===== SOURCE INFORMATION

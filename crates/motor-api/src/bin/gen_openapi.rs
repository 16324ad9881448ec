//! Generates the `OpenAPI` catalog for `motor-api` as JSON on stdout.

use anyhow::Context as _;
use std::io::{self, Write};

fn main() -> anyhow::Result<()> {
    let json = motor_api::openapi::openapi_json().context("generate OpenAPI JSON")?;
    io::stdout()
        .write_all(json.as_bytes())
        .context("write OpenAPI JSON to stdout")?;
    Ok(())
}
//! Observability helpers.
//!
//! Structured logging with consistent span fields across the motor crates.

use std::sync::Once;
use tracing::Span;
use tracing_subscriber::{EnvFilter, fmt, layer::SubscriberExt, util::SubscriberInitExt};

static INIT: Once = Once::new();

/// Log output format.
#[derive(Debug, Clone, Copy, Default, PartialEq, Eq)]
pub enum LogFormat {
    /// JSON structured logs (for production).
    Json,
    /// Pretty-printed logs (for development).
    #[default]
    Pretty,
}

/// Initializes the logging subsystem.
///
/// Call once at application startup. Safe to call multiple times;
/// subsequent calls are no-ops.
///
/// # Environment Variables
///
/// - `RUST_LOG`: Controls log levels (e.g., `info`, `motor_api=debug`)
///
/// # Example
///
/// ```rust
/// use motor_core::observability::{init_logging, LogFormat};
///
/// init_logging(LogFormat::Pretty);
/// ```
pub fn init_logging(format: LogFormat) {
    INIT.call_once(|| {
        let env_filter =
            EnvFilter::try_from_default_env().unwrap_or_else(|_| EnvFilter::new("info"));

        match format {
            LogFormat::Json => {
                tracing_subscriber::registry()
                    .with(env_filter)
                    .with(fmt::layer().json())
                    .init();
            }
            LogFormat::Pretty => {
                tracing_subscriber::registry()
                    .with(env_filter)
                    .with(fmt::layer().pretty())
                    .init();
            }
        }
    });
}

/// Creates a span for a motor data lookup.
///
/// # Example
///
/// ```rust
/// use motor_core::observability::motor_data_span;
///
/// let span = motor_data_span("OilFilterTorqueMap", 537_152);
/// let _guard = span.enter();
/// ```
#[must_use]
pub fn motor_data_span(data_type: &str, vehicle_to_engine_config_id: i32) -> Span {
    tracing::info_span!(
        "motor_data",
        data_type = data_type,
        vehicle_to_engine_config_id = vehicle_to_engine_config_id,
    )
}
//! Error types and result aliases for the motor collaborators.
//!
//! Collaborators (repository, motor data service) report failures with this
//! type. The HTTP layer maps each variant onto exactly one status class and
//! never re-classifies a delegated failure.

use std::fmt;

/// The result type used by collaborator contracts.
pub type Result<T> = std::result::Result<T, Error>;

/// Errors reported by the motor data collaborators.
#[derive(Debug, thiserror::Error)]
pub enum Error {
    /// An invalid identifier was provided.
    #[error("invalid identifier: {message}")]
    InvalidId {
        /// Description of what made the ID invalid.
        message: String,
    },

    /// Invalid input was provided (e.g. a VIN rejected by the decoder).
    #[error("invalid input: {0}")]
    InvalidInput(String),

    /// The caller is not allowed to read the requested data.
    #[error("forbidden: {0}")]
    Forbidden(String),

    /// The requested resource was not found.
    #[error("not found: {resource_type} with id {id}")]
    ResourceNotFound {
        /// The type of resource that was not found.
        resource_type: &'static str,
        /// The identifier that was looked up.
        id: String,
    },

    /// A file or key was not found (simple variant for fixtures and stores).
    #[error("not found: {0}")]
    NotFound(String),

    /// A serialization or deserialization error occurred.
    #[error("serialization error: {message}")]
    Serialization {
        /// Description of the serialization failure.
        message: String,
    },

    /// An internal error occurred that should not happen in normal operation.
    #[error("internal error: {message}")]
    Internal {
        /// Description of the internal error.
        message: String,
    },
}

impl Error {
    /// Creates a new resource not found error.
    #[must_use]
    pub fn resource_not_found(resource_type: &'static str, id: impl fmt::Display) -> Self {
        Self::ResourceNotFound {
            resource_type,
            id: id.to_string(),
        }
    }

    /// Creates a new internal error.
    #[must_use]
    pub fn internal(message: impl Into<String>) -> Self {
        Self::Internal {
            message: message.into(),
        }
    }
}

impl From<serde_json::Error> for Error {
    fn from(value: serde_json::Error) -> Self {
        Self::Serialization {
            message: value.to_string(),
        }
    }
}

==========

= EXERCISE OBJECTIVE =
Begin at the first line of the records above and quote every line verbatim through the one that contains "fn main() ->".

= YOUR SOLUTION =
filename crates/motor-api/src/bin/gen_openapi.rs
repository 16324ad9881448ec
//! Generates the `OpenAPI` catalog for `motor-api` as JSON on stdout.

use anyhow::Context as _;
use std::io::{self, Write};

fn main() -> anyhow::Result<()> {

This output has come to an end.